My first car and Tom and I setting out to live in San Francisco!



But what was the biggest life-changing moment? On the trip to Jamaica in 2004 when I met Tom, he said something to me that shook my world so completely that I have never been the same person. After a whirlwind few days, Tom and I were quickly approaching a point where we couldn't see our lives without the other in it. It happened ridiculously fast and, while we're thrilled it did, we still look back on that time and wonder how the hell it happened. As my scheduled spring break week in Jamaica was drawing to a close and I was preparing to go back to Missouri and to college, I was very, very sad. In Jamaica, I was happier than I'd been in a long time - and not just because of Tom. In Jamaica, I saw the ocean for the first time in my conscious life and was beginning to experience a culture different from my own. It was my first time out of the country and I was loving it. The world as I knew it had expanded slightly and now included a small Caribbean island. And I wasn't ready to give it up. Two days before my flight back to Kansas City, I told Tom how sad I was and that I didn't want to go back. And he said, "Then don't." And I laughed at him. "I have to go back," I said, "Are you crazy?" (I'm starting a new paragraph because this is important.)

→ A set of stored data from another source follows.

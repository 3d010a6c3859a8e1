//! Input and field checks run before and during registration.

use burn::tensor::{backend::Backend, ElementConversion, Tensor};
use svfbm_core::image::Image;
use svfbm_core::transform::VectorField;
use crate::error::{RegistrationError, Result};

/// Check that a tensor holds only finite values.
pub fn validate_tensor<B: Backend, const D: usize>(tensor: &Tensor<B, D>, what: &str) -> Result<()> {
    let nan_count = tensor.clone().is_nan().int().sum().into_scalar().elem::<i64>();
    if nan_count > 0 {
        return Err(RegistrationError::numerical_instability(format!("{} contains NaN values", what)));
    }
    let max_abs = tensor.clone().abs().max().into_scalar().elem::<f64>();
    if !max_abs.is_finite() {
        return Err(RegistrationError::numerical_instability(format!(
            "{} contains infinite values",
            what
        )));
    }
    Ok(())
}

/// Check that two volumes can be registered: finite voxels and overlapping
/// physical extents.
pub fn validate_volume_pair<B: Backend>(reference: &Image<B, 3>, floating: &Image<B, 3>) -> Result<()> {
    validate_tensor(reference.data(), "reference image")
        .map_err(|e| RegistrationError::image_validation(e.to_string()))?;
    validate_tensor(floating.data(), "floating image")
        .map_err(|e| RegistrationError::image_validation(e.to_string()))?;

    if !reference.geometry().overlaps(floating.geometry()) {
        let (r_lo, r_hi) = reference.geometry().physical_bounds();
        let (f_lo, f_hi) = floating.geometry().physical_bounds();
        return Err(RegistrationError::image_validation(format!(
            "reference extent {:?}..{:?} does not overlap floating extent {:?}..{:?}",
            r_lo.to_array(),
            r_hi.to_array(),
            f_lo.to_array(),
            f_hi.to_array()
        )));
    }
    Ok(())
}

/// Check a velocity or displacement field after an update.
pub fn validate_field<B: Backend>(field: &VectorField<B>, what: &str) -> Result<()> {
    let norm = field.max_norm();
    if !norm.is_finite() {
        return Err(RegistrationError::numerical_instability(format!(
            "{} has a non-finite maximum norm",
            what
        )));
    }
    Ok(())
}

#[cfg(test)]
mod tests {
    use super::*;
    use burn_ndarray::NdArray;
    use svfbm_core::image::ImageGeometry;
    use svfbm_core::spatial::{Direction, Point, Spacing};

    type B = NdArray<f32>;

    fn volume(origin: [f64; 3], values: Vec<f32>) -> Image<B, 3> {
        let geometry = ImageGeometry::new([2, 2, 2], Point::new(origin), Spacing::uniform(1.0), Direction::identity())
            .unwrap();
        Image::from_vec(values, geometry, &Default::default()).unwrap()
    }

    #[test]
    fn test_validate_tensor_rejects_non_finite() {
        let device = Default::default();
        assert!(validate_tensor(&Tensor::<B, 1>::from_floats([1.0, 2.0, 3.0], &device), "t").is_ok());
        let nan = Tensor::<B, 1>::from_floats([1.0, f32::NAN], &device);
        assert!(matches!(validate_tensor(&nan, "t"), Err(RegistrationError::NumericalInstability(_))));
        let inf = Tensor::<B, 1>::from_floats([f32::INFINITY, 0.0], &device);
        assert!(validate_tensor(&inf, "t").is_err());
    }

    #[test]
    fn test_volume_pair_must_overlap() {
        let a = volume([0.0, 0.0, 0.0], vec![1.0; 8]);
        let b = volume([1.0, 0.0, 0.0], vec![2.0; 8]);
        let far = volume([50.0, 0.0, 0.0], vec![2.0; 8]);
        assert!(validate_volume_pair(&a, &b).is_ok());
        assert!(matches!(
            validate_volume_pair(&a, &far),
            Err(RegistrationError::ImageValidation(_))
        ));
    }

    #[test]
    fn test_volume_pair_rejects_nan_voxels() {
        let a = volume([0.0, 0.0, 0.0], vec![1.0; 8]);
        let mut values = vec![0.0; 8];
        values[3] = f32::NAN;
        let b = volume([0.0, 0.0, 0.0], values);
        assert!(matches!(validate_volume_pair(&a, &b), Err(RegistrationError::ImageValidation(_))));
    }
}
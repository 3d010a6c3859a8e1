//! Mean squares block metric.

use super::trait_::BlockMetric;

/// Negated mean squared intensity difference.
///
/// Score = -(1/N) * sum((F - M)^2); identical blocks score 0.
#[derive(Debug, Clone, Copy, Default)]
pub struct MeanSquares;

impl BlockMetric for MeanSquares {
    fn evaluate(&self, fixed: &[f64], moving: &[f64]) -> Option<f64> {
        if fixed.is_empty() || fixed.len() != moving.len() {
            return None;
        }
        let sum: f64 = fixed.iter().zip(moving).map(|(f, m)| (f - m) * (f - m)).sum();
        Some(-sum / fixed.len() as f64)
    }

    fn name(&self) -> &'static str {
        "MeanSquares"
    }
}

He said, "You can do whatever you want. There will be consequences to any decision you make, but you can make the choice to take on those consequences. You can do whatever you want."

BOOM!
EXPLOSIONS! 
LIFE-CHANGING REALIZATIONS! 

It sounds like an obvious thing to know, but I had honestly never thought about my life as a series of choices. And it was liberating. If you read the introductory post of this blog (or you know us, which is the more probable answer), you know what I decided to do. I dropped out of school and stayed in Jamaica with Tom.

I was almost 21 before my world expanded for the first time. A short four days later, it only took those words and that realization for my world to expand as wide as the universe. So that's why I travel. And now I can't get enough.